Some may be concerned that clinical pathways put too much faith in routine and divert control away from the clinician. Is there a slippery slope between using computers as an aid and removing the clinician entirely? Lumeon brags of cutting clinical contact time, after all.
Wyatt acknowledges that this is a concern for some people. But the system is primarily designed to ease the administrative burden, freeing up time for clinicians to practice. “If at any point through the pathway, a clinical decision is made, there’s always human interaction.”
A new healthcare market?
Once providers have Lumeon up and running, they can begin to collect data on interactions, costs, patient characteristics and inputs. Placing these building blocks of value-based healthcare into context and designing a system that works to align them is Lumeon’s second function: care pathway optimisation. At this point, it becomes more like a consultancy. It helps providers to sift through the data and define the most efficient and effective pathways with the best outcomes.
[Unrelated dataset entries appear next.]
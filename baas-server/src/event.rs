//! Server lifecycle events.

use std::net::SocketAddr;
use tokio::sync::broadcast;

/// Capacity of the server event channel.
pub const EVENT_CHANNEL_CAPACITY: usize = 256;

/// Events observable through [`crate::Server::subscribe`].
#[derive(Debug, Clone, PartialEq, Eq)]
pub enum ServerEvent {
    /// The listener is bound.
    Started(SocketAddr),
    /// No worker was idle; the request waits in the FIFO queue.
    Queued { request_id: String, queue_len: usize },
    /// A listener-level failure.
    Error(String),
    /// The server stopped accepting connections.
    Closed,
}

pub(crate) fn channel() -> broadcast::Sender<ServerEvent> {
    broadcast::channel(EVENT_CHANNEL_CAPACITY).0
}

/// Sends an event, ignoring the case where nobody is subscribed.
pub(crate) fn emit(events: &broadcast::Sender<ServerEvent>, event: ServerEvent) {
    let _ = events.send(event);
}
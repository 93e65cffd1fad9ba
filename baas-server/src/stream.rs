//! Accepted connection transport: plain TCP or TLS over TCP.

use pin_project_lite::pin_project;
use std::io;
use std::net::SocketAddr;
use std::pin::Pin;
use std::task::{Context, Poll};
use tokio::io::{AsyncRead, AsyncWrite, ReadBuf};
use tokio::net::TcpStream;
use tokio_rustls::server::TlsStream;

pin_project! {
    /// Byte stream of one accepted connection.
    #[project = ConnStreamProj]
    pub enum ConnStream {
        Plain { #[pin] inner: TcpStream },
        Tls { #[pin] inner: TlsStream<TcpStream> },
    }
}

/// Forwards a poll call to whichever transport is active.
macro_rules! forward {
    ($self:expr, $method:ident $(, $arg:expr)*) => {
        match $self.project() {
            ConnStreamProj::Plain { inner } => inner.$method($($arg),*),
            ConnStreamProj::Tls { inner } => inner.$method($($arg),*),
        }
    };
}

impl ConnStream {
    /// Returns whether this connection is TLS-encrypted.
    pub fn is_tls(&self) -> bool {
        matches!(self, ConnStream::Tls { .. })
    }

    fn tcp(&self) -> &TcpStream {
        match self {
            ConnStream::Plain { inner } => inner,
            ConnStream::Tls { inner } => inner.get_ref().0,
        }
    }

    pub fn peer_addr(&self) -> io::Result<SocketAddr> {
        self.tcp().peer_addr()
    }

    /// Disables Nagle; responses are small and latency matters more than
    /// packet count.
    pub fn set_nodelay(&self, nodelay: bool) -> io::Result<()> {
        self.tcp().set_nodelay(nodelay)
    }
}

impl From<TcpStream> for ConnStream {
    fn from(inner: TcpStream) -> Self {
        ConnStream::Plain { inner }
    }
}

impl From<TlsStream<TcpStream>> for ConnStream {
    fn from(inner: TlsStream<TcpStream>) -> Self {
        ConnStream::Tls { inner }
    }
}

impl AsyncRead for ConnStream {
    fn poll_read(
        self: Pin<&mut Self>,
        cx: &mut Context<'_>,
        buf: &mut ReadBuf<'_>,
    ) -> Poll<io::Result<()>> {
        forward!(self, poll_read, cx, buf)
    }
}

impl AsyncWrite for ConnStream {
    fn poll_write(
        self: Pin<&mut Self>,
        cx: &mut Context<'_>,
        buf: &[u8],
    ) -> Poll<io::Result<usize>> {
        forward!(self, poll_write, cx, buf)
    }

    fn poll_flush(self: Pin<&mut Self>, cx: &mut Context<'_>) -> Poll<io::Result<()>> {
        forward!(self, poll_flush, cx)
    }

    fn poll_shutdown(self: Pin<&mut Self>, cx: &mut Context<'_>) -> Poll<io::Result<()>> {
        forward!(self, poll_shutdown, cx)
    }
}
Others that offer similar services are not as comprehensive, says Wyatt. The UK National Institute for Clinical Excellence (NICE), for example, is prescribing clinical pathways, but not how they should be operated: who you should contact, when and so on.
Last Monday, Lumeon launched an online market place for pathways. These have been constructed in advance using its experience developing pathways for its users. Kane not only expects people to buy them, but others to sell them.
“What we are hearing from the market is that care pathways are now seen as efficient and useful in helping providers to deliver measurable, predictable and controlled care. But creating them is hard. It’s difficult to know what good really looks like. So we saw an opportunity there and we are providing proven pathways that are transferable, scalable and shorten the time to market.”
By transferable, Kane means across borders and organisational boundaries. Although, to her knowledge, specific pathways have not yet been shared internationally, many of their clients are pan-European and best practice, she claims, should be the same everywhere. ‘They can always tweak around the edges,” adds Wyatt.
All the existing pathways on the market place are Lumeon’s, and they say they were created internally, without using their clients’ data – although, clients can choose to sell their pathway IP, should they wish. Of course, you need the software if you want to develop your own. Kane does say externally produced pathways are on the way, but won’t say who’s developing them. Paper-based pathways are already doing a solid trade elsewhere, she says, and there are other leading indicators from the US.
The doubters would still question why operators would want to sell their efficiencies at any price? Operational expertise is after all a valid commodity – think of the Indian groups entering Africa. And pathways can only be transferred between relatively similar systems or providers. So Alliance Medical cannot develop a dialysis pathway, and how much would it want for an MRI pathway?
On the other hand, CPM is intriguing because it moves the market from individual services to entire courses of treatment. That means payors can buy the entire pathway in one go, and leave the orchestration between different providers to Lumeon, which sits above the system pulling the strings. That allows competition on each discreet node of care, as well on the pathway. It’s also what you might call value-based healthcare compatible: it measures outcomes that could be paid for. “It’s early days, but the potential is there,” says Wyatt.